2. The system of claim 1, wherein:

the nodes are data storage nodes; and

the maintenance operation comprises garbage collection.

3. The system of claim 1, wherein the server is configured to:

determine a time when a magnitude of predicted accesses of a candidate node of the nodes is less than a threshold; and

select the candidate node as the selected node when the time occurs.

4. The system of claim 1, wherein the server is configured to instruct the selected node to perform the maintenance operation for a length of time.

5. The system of claim 4, wherein the server is configured to determine the length of time.

6. The system of claim 5, wherein the server is configured to determine the length of time based on performance of the selected node.

7. The system of claim 5, wherein the server is configured to determine the length of time based on a quantity of free blocks.

8. The system of claim 1, wherein the server is configured to respond to a write access request with a list of nodes excluding the selected node when the selected node is performing the maintenance operation.

9. The system of claim 8, wherein:

the server is configured to respond to a modify write access request with a list of nodes including the selected node when the selected node is performing the maintenance operation; and

the selected node has a lower priority in the list of nodes than at least one other node in the list of nodes.

10. The system of claim 8, wherein the server is configured to select the nodes of the list of nodes based on a schedule of maintenance operations for the nodes.

11. The system of claim 1, wherein the server is configured to respond to a read access request with a list of nodes where the selected node has a lower priority than other nodes in the list when the selected node is performing the operation.

12. A method, comprising:

selecting, by a server, a node from among a plurality of nodes to perform a maintenance operation;

instructing, by the server, the selected node to perform the maintenance operation; and

responding, by the server, to access requests based on the selected node;

wherein performing the maintenance operation by the selected node decreases a performance of the selected node.

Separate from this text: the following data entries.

//! Currency rate lookup and fixed-point money conversion.

pub mod conversion;
pub mod error;
pub mod rates;
pub mod service;

#[cfg(test)]
mod props;

pub use conversion::{apply_rate, symmetric_floor};
pub use error::CurrencyError;
pub use rates::RateTable;
pub use service::MoneyConverter;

13. The method of claim 12, wherein:

the nodes are data storage nodes; and

the maintenance operation comprises garbage collection,

14. The method of claim 12, further comprising:

determining, by the server, a time when a magnitude of predicted accesses of a candidate node of the nodes is less than a threshold; and

selecting, by the server, the candidate node as the selected node when the time period occurs.

15. The method of claim 12, further comprising instructing, by the server, the selected node to perform the maintenance operation for a length of time.

16. The method of claim 15, further comprising determining, by the server, the length of time.

17. The method of claim 12, further comprising responding, by the server, to a write access request with a list of nodes excluding the selected node when the selected node is performing the maintenance operation.

18. The method of claim 17, further comprising:

responding, by the server, to a modify write access request with a list of nodes including the selected node when the selected node is performing the maintenance operation; and

wherein the selected node has a lower priority in the list of nodes than at least one other node in the list of nodes.

19. The method of claim 12, responding, by the server, to a read access request with a list of nodes with the selected node having a lower priority when the selected node is performing the operation.

20. A system, comprising:

a server coupled to a plurality of nodes and configured to: receive an access request; access a database identifying nodes of the plurality of nodes that are performing one of at least one maintenance operation; generate a response to the access request based on the identified nodes; and respond to the access request with the response;

wherein performing any of the at least one maintenance operation by a node of the plurality of nodes decreases a performance of that node.